By Randall Palmer
LIMA, Oct 8 (Reuters) - The Bank of England will not
necessarily wait for a hike from the U.S. Federal Reserve before
it raises interest rates, Governor Mark Carney said on Thursday.
"The exact timing of the Fed move is not decisive for the
timing of the move by the Bank of England," Carney said in a
seminar at the annual meeting of the International Monetary
Fund.
"We will take our responsibilities.
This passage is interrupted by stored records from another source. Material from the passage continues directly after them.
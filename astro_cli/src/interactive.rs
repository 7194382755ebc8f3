//! Interactive menu session.
//!
//! Reads one answer per line. Errors from logging or lookups are shown and
//! the menu comes back; only console I/O failures end the session early.
//! End of input at the menu saves and exits.

use astro_core::session::{display_name, today};
use astro_core::summary::format_amount;
use astro_core::*;
use std::io::{BufRead, Write};

const MENU: [&str; 6] = [
    "Log Exercise",
    "Log Meal",
    "Log Movement",
    "View Daily Summary",
    "Switch User",
    "Save & Exit",
];

pub struct Console<R, W> {
    input: R,
    output: W,
}

impl<R: BufRead, W: Write> Console<R, W> {
    pub fn new(input: R, output: W) -> Self {
        Self { input, output }
    }

    pub fn run(
        &mut self,
        session: &mut Session,
        lookup: &dyn NutritionLookup,
        user: Option<&str>,
    ) -> Result<()> {
        if let Some(name) = user {
            if let Err(e) = session.select_user(name) {
                self.report(&e)?;
            }
        }
        if session.active_user().is_none() && !self.login(session)? {
            return self.finish(session);
        }

        loop {
            let name = session.display_name().unwrap_or_default();
            writeln!(self.output)?;
            writeln!(self.output, "Welcome, {}", name)?;
            for (i, item) in MENU.iter().enumerate() {
                writeln!(self.output, "  {}. {}", i + 1, item)?;
            }

            let Some(choice) = self.prompt(">")? else {
                return self.finish(session);
            };

            match choice.trim() {
                "1" => self.log_exercise(session)?,
                "2" => self.log_meal(session, lookup)?,
                "3" => self.log_movement(session)?,
                "4" => self.view_summary(session)?,
                "5" => {
                    if !self.login(session)? {
                        return self.finish(session);
                    }
                }
                "6" => {
                    if self.confirm("Do you want to save and exit? [y/N]")? {
                        return self.finish(session);
                    }
                }
                other => writeln!(self.output, "Invalid choice: {:?}", other)?,
            }
        }
    }

    /// Ask for a user name until a valid one is given; false at end of input
    fn login(&mut self, session: &mut Session) -> Result<bool> {
        let known: Vec<String> = session.store().user_names().map(display_name).collect();
        if !known.is_empty() {
            writeln!(self.output, "Known astronauts: {}", known.join(", "))?;
        }
        loop {
            let Some(name) = self.prompt("Enter Astronaut Name:")? else {
                return Ok(false);
            };
            match session.select_user(&name) {
                Ok(_) => return Ok(true),
                Err(e) => self.report(&e)?,
            }
        }
    }

    fn log_exercise(&mut self, session: &mut Session) -> Result<()> {
        let names: Vec<String> = session
            .catalog()
            .exercises
            .iter()
            .map(|e| e.name.clone())
            .collect();

        writeln!(self.output, "Select Exercise:")?;
        for (i, name) in names.iter().enumerate() {
            writeln!(self.output, "  {}. {}", i + 1, name)?;
        }
        let others = names.len() + 1;
        writeln!(self.output, "  {}. Others", others)?;

        let Some(choice) = self.prompt_with_default("Exercise number", "1")? else {
            return Ok(());
        };
        let Some(index) = parse_choice(&choice, others) else {
            writeln!(self.output, "Invalid choice: {:?}", choice.trim())?;
            return Ok(());
        };

        let Some(duration) = self.prompt("Duration (minutes):")? else {
            return Ok(());
        };

        let selection = if index == others {
            let Some(name) = self.prompt("Exercise Name (Other):")? else {
                return Ok(());
            };
            let Some(rate) = self.prompt("Calories per Minute:")? else {
                return Ok(());
            };
            ExerciseSelection::Other {
                name,
                calories_per_minute: rate,
            }
        } else {
            ExerciseSelection::Named(names[index - 1].clone())
        };

        let form = ExerciseForm {
            selection,
            duration,
        };
        match session.log_exercise(today(), &form) {
            Ok(entry) => writeln!(
                self.output,
                "{} logged! {} calories burned!",
                entry.name,
                format_amount(entry.calories)
            )?,
            Err(e) => self.report(&e)?,
        }
        Ok(())
    }

    fn log_meal(&mut self, session: &mut Session, lookup: &dyn NutritionLookup) -> Result<()> {
        let Some(name) = self.prompt("Meal Name (you can include quantities, e.g. '2 eggs'):")?
        else {
            return Ok(());
        };

        let mut form = MealForm {
            name,
            ..MealForm::default()
        };

        if self.confirm("Fetch nutrition info? [y/N]")? {
            match session.autofill_meal(lookup, &mut form) {
                Ok(_) => writeln!(self.output, "Nutrition info auto-filled!")?,
                Err(e) => {
                    self.report(&e)?;
                    // The rate-limit message already says this
                    if !matches!(e, Error::LookupUnavailable(LookupFailure::RateLimited)) {
                        writeln!(self.output, "Please enter nutrition info manually.")?;
                    }
                }
            }
        }

        let Some(calories) = self.prompt_with_default("Calories", &form.calories)? else {
            return Ok(());
        };
        let Some(protein) = self.prompt_with_default("Protein (g)", &form.protein)? else {
            return Ok(());
        };
        let Some(carbs) = self.prompt_with_default("Carbs (g)", &form.carbs)? else {
            return Ok(());
        };
        form.calories = calories;
        form.protein = protein;
        form.carbs = carbs;

        match session.log_meal(today(), &form) {
            Ok(_) => writeln!(self.output, "Meal logged!")?,
            Err(e) => self.report(&e)?,
        }
        Ok(())
    }

    fn log_movement(&mut self, session: &mut Session) -> Result<()> {
        writeln!(self.output, "Select Activity Type:")?;
        for (i, activity) in Activity::ALL.iter().enumerate() {
            writeln!(self.output, "  {}. {}", i + 1, activity)?;
        }
        let Some(choice) = self.prompt_with_default("Activity number", "1")? else {
            return Ok(());
        };
        let Some(index) = parse_choice(&choice, Activity::ALL.len()) else {
            writeln!(self.output, "Invalid choice: {:?}", choice.trim())?;
            return Ok(());
        };
        let activity = Activity::ALL[index - 1];

        let tiers: Vec<String> = session
            .catalog()
            .speed_tiers(activity)
            .iter()
            .map(|t| t.label.clone())
            .collect();
        writeln!(self.output, "Select Speed:")?;
        for (i, label) in tiers.iter().enumerate() {
            writeln!(self.output, "  {}. {}", i + 1, label)?;
        }
        let Some(choice) = self.prompt_with_default("Speed number", "1")? else {
            return Ok(());
        };
        let Some(speed) = parse_choice(&choice, tiers.len()) else {
            writeln!(self.output, "Invalid choice: {:?}", choice.trim())?;
            return Ok(());
        };

        let Some(duration) = self.prompt("Duration (minutes):")? else {
            return Ok(());
        };
        let Some(microgravity) =
            self.prompt_with_default("Microgravity Duration (minutes, part of the total)", "0")?
        else {
            return Ok(());
        };

        let form = MovementForm {
            activity: activity.to_string(),
            speed: Some(tiers[speed - 1].clone()),
            duration,
            microgravity,
        };
        match session.log_movement(today(), &form) {
            Ok(entry) => writeln!(
                self.output,
                "{} logged! Calories burned: {}",
                entry.activity,
                format_amount(entry.calories)
            )?,
            Err(e) => self.report(&e)?,
        }
        Ok(())
    }

    fn view_summary(&mut self, session: &Session) -> Result<()> {
        let Some(raw) = self.prompt("Enter date (YYYY-MM-DD), blank for today:")? else {
            return Ok(());
        };

        let result = if raw.trim().is_empty() {
            session.summary(today()).map(|s| (today().to_string(), s))
        } else {
            session.summary_for(&raw).map(|s| (raw.trim().to_string(), s))
        };

        match result {
            Ok((_, Some(summary))) => {
                let name = session.display_name().unwrap_or_default();
                writeln!(self.output)?;
                write!(self.output, "{}", summary.render(&name))?;
            }
            Ok((date, None)) => writeln!(self.output, "No data found for {}.", date)?,
            Err(e) => self.report(&e)?,
        }
        Ok(())
    }

    fn finish(&mut self, session: &Session) -> Result<()> {
        match session.save() {
            Ok(()) => writeln!(self.output, "Data saved. Goodbye!")?,
            Err(e) => self.report(&e)?,
        }
        Ok(())
    }

    fn report(&mut self, error: &Error) -> Result<()> {
        match error {
            Error::InputValidation(e) => writeln!(self.output, "Input Error: {}", e)?,
            Error::LookupUnavailable(LookupFailure::RateLimited) => {
                writeln!(self.output, "API Limit Reached: {}", LookupFailure::RateLimited)?
            }
            other => writeln!(self.output, "Error: {}", other)?,
        }
        Ok(())
    }

    /// Print a prompt and read one line; `None` at end of input
    fn prompt(&mut self, text: &str) -> Result<Option<String>> {
        write!(self.output, "{} ", text)?;
        self.output.flush()?;

        let mut line = String::new();
        if self.input.read_line(&mut line)? == 0 {
            writeln!(self.output)?;
            return Ok(None);
        }
        Ok(Some(line.trim_end_matches(['\r', '\n']).to_string()))
    }

    fn prompt_with_default(&mut self, label: &str, default: &str) -> Result<Option<String>> {
        let text = if default.is_empty() {
            format!("{}:", label)
        } else {
            format!("{} [{}]:", label, default)
        };
        Ok(self.prompt(&text)?.map(|answer| {
            if answer.trim().is_empty() {
                default.to_string()
            } else {
                answer
            }
        }))
    }

    /// Yes/no question defaulting to no; end of input counts as yes
    fn confirm(&mut self, question: &str) -> Result<bool> {
        Ok(match self.prompt(question)? {
            Some(answer) => matches!(answer.trim().to_lowercase().as_str(), "y" | "yes"),
            None => true,
        })
    }
}

/// Parse a 1-based menu choice in `1..=max`
fn parse_choice(raw: &str, max: usize) -> Option<usize> {
    raw.trim().parse::<usize>().ok().filter(|n| (1..=max).contains(n))
}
We will determine the
timing for the start of the process of monetary policy
normalization."
Carney made the point that in the five rate cycles since
Britain adopted inflation targeting, the Bank of England moved
before the Fed in two of them.
What both central banks share are economies showing domestic
strength in the face of global weakness, and that is "consistent
with the prospect, not the certainty, but the prospect of
limited and gradual increases in interest rates over time," he
said.
Asked if the market was right in determining that the Bank
of England would not raise rates until next year, he said:
"Anybody who states with certainty the timing, is not right,
because there are tactical considerations around the timing."
"What I have said personally...is that I think this decision
comes into sharper relief around the turn of the year," he said.
He added there needed to be more progress - growth above
trend, domestic costs pick up, core inflation pick up - for
there to be conditions potentially to raise interest rates.